Поэт, который верит, что «видит Бог, есть музыка над нами» в современной действительности оказывается чуть ли не предателем.

Двурушник я, с двойной душой.

Я ночи друг, я дня застрельщик.

Он пробует найти то общее, что объединяет его с сегодняшними хозяевами улиц и площадей. То вне-социльаное, очень человеческое, что понятно и близко каждому.

Язык булыжника мне голубя понятней,

Здесь камни – голуби, дома – как голубятни…

Здесь клички месяцам давали как котятам,

И молоко и кровь давали нежным львятам,

А подрастут они – то разве года два

Держалась на плечах большая голова…

Мне трудно говорить: не видел ничего,

Но все-таки скажу: я помню одного,

Он лапу поднимал, как огненную розу,

И как ребенок всем показывал занозу,

Его не слушали; смеялись кучера,

И грызла яблоки, с шарманкой, детвора,

Афиши клеили, и ставили капканы,

И пели песенки, и жарили каштаны,

И светлой улицей, как просекой прямой,

Летели лошади из зелени густой.

Внешняя тема стихотворения – французская история и революция. Внутренняя – боль львенка. На двух уровнях, и внешнем, и внутреннем, Мандельштам пытается пробиться к своему новому читателю. Тема революции – дань времени. А про львенка, казалось бы, должно быть понятно любому: «Он лапу поднимал, как огненную розу, / И как ребенок всем показывал занозу…» — это должно найти отклик в сердце любого человеческого существа.

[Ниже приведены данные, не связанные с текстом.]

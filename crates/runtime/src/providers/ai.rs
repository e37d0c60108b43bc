//! Seeded enemy AI.
//!
//! Mostly attacks the weakest opponent; otherwise casts a random affordable
//! spell, aiming offensive magic at a matching weakness when one is exposed.
use rand::rngs::StdRng;
use rand::{Rng, SeedableRng};
use tracing::debug;

use battle_core::{Action, BattleState, Combatant, CombatantId, Side, Spell, SpellCatalog};

use crate::api::{ActionProvider, ProviderError};

/// Random policy with a fixed seed, so a battle replays identically.
#[derive(Clone, Debug)]
pub struct AiActionProvider {
    rng: StdRng,
    attack_chance: f64,
}

impl AiActionProvider {
    pub const DEFAULT_ATTACK_CHANCE: f64 = 0.7;

    pub fn new(seed: u64) -> Self {
        Self {
            rng: StdRng::seed_from_u64(seed),
            attack_chance: Self::DEFAULT_ATTACK_CHANCE,
        }
    }

    /// Unseeded; decisions differ between runs.
    pub fn from_entropy() -> Self {
        Self {
            rng: StdRng::from_entropy(),
            attack_chance: Self::DEFAULT_ATTACK_CHANCE,
        }
    }

    /// Probability of a plain attack when a spell is also available. Clamped to `0..=1`.
    #[must_use]
    pub fn with_attack_chance(mut self, chance: f64) -> Self {
        self.attack_chance = chance.clamp(0.0, 1.0);
        self
    }

    fn decide(
        &mut self,
        actor: CombatantId,
        me: &Combatant,
        state: &BattleState,
        spells: &SpellCatalog,
    ) -> Action {
        let opponent_side = me.side.opponent();
        let Some(weakest) = weakest_opponent(state, opponent_side) else {
            return Action::wait(actor);
        };

        let wounded = me.hp.current < me.hp.maximum;
        let castable: Vec<&Spell> = spells
            .castable_for(me)
            .filter(|spell| !spell.is_healing() || wounded)
            .collect();

        if castable.is_empty() || self.rng.gen_bool(self.attack_chance) {
            return Action::attack(actor, weakest);
        }

        let spell = castable[self.rng.gen_range(0..castable.len())];
        let target = if spell.is_healing() {
            actor
        } else {
            state
                .living(opponent_side)
                .find(|(_, foe)| spell.exploits(foe.weakness))
                .map_or(weakest, |(id, _)| id)
        };
        Action::magic(actor, spell.name.clone(), target)
    }
}

impl ActionProvider for AiActionProvider {
    fn provide_action(
        &mut self,
        actor: CombatantId,
        state: &BattleState,
        spells: &SpellCatalog,
    ) -> Result<Action, ProviderError> {
        let Some(me) = state.combatant(actor) else {
            return Ok(Action::wait(actor));
        };
        let action = self.decide(actor, me, state, spells);
        debug!(
            target: "runtime::ai",
            actor = %actor,
            name = %me.name,
            action = action.label(),
            "AI chose action"
        );
        Ok(action)
    }
}

/// Living combatant on `side` with the lowest HP percentage; ties go to roster order.
fn weakest_opponent(state: &BattleState, side: Side) -> Option<CombatantId> {
    state
        .living(side)
        .min_by_key(|(id, foe)| (foe.hp_percent(), *id))
        .map(|(id, _)| id)
}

В этом стихотворении и в следующем, посвященном процессу дарения имени («Как тельце маленькое крылышком…»), Мандельштам словно решил вывернуть свою душу до конца, сделав предельно конкретным каждое душевное переживание. Из всего корпуса стихотворений Мандельштама, только в этих двух нет ни одной кинестетической номинализации, органичных лирике поэта («тяжесть», «тоска», «печаль», «твердыня», «паденье», «мощь», «робость», «опьяненье», «боль», «твердь», «истома», «холод», «радость», «испуг», «сомненье», «ласка», «связь», «обида» и т.д.) Никогда больше Мандельштам такого себе не позволял. Это противоречило всему складу его психического устройства.  Даже эта одна попытка обошлась ему очень дорого. Он понял, что молить о «жалости и милости» —  не достойно. И назвал свою тоскующую мольбу о сочувствии «простой песенкой о глиняных обидах».

О глиняная жизнь! О умиранье века!

Боюсь, лишь тот поймет тебя,

В ком беспомощная улыбка человека,

Который потерял себя.

Какая боль — искать потерянное слово,

Больные веки поднимать

И с известью в крови, для племени чужого

Ночные травы собирать.

Мандельштаму никак не удается прижиться в новом покрое общественного порядка:

Не поддается петелька тугая,

Все время валится из рук.

Хотя он очень хочет верить в то, что

Известковый слой в крови больного сына

Растает, и блаженный брызнет смех…

А тем временем поэтический ручеек, бывший недавно полноводным потоком, иссякает. Потому что творческий процесс возможен для Мандельштама  только с верой в правоту поэтического голоса. «Ведь поэзия есть сознание своей правоты. Горе тому, кто утратил это сознание…»[8] — писал Мандельштам в еще 1913 году.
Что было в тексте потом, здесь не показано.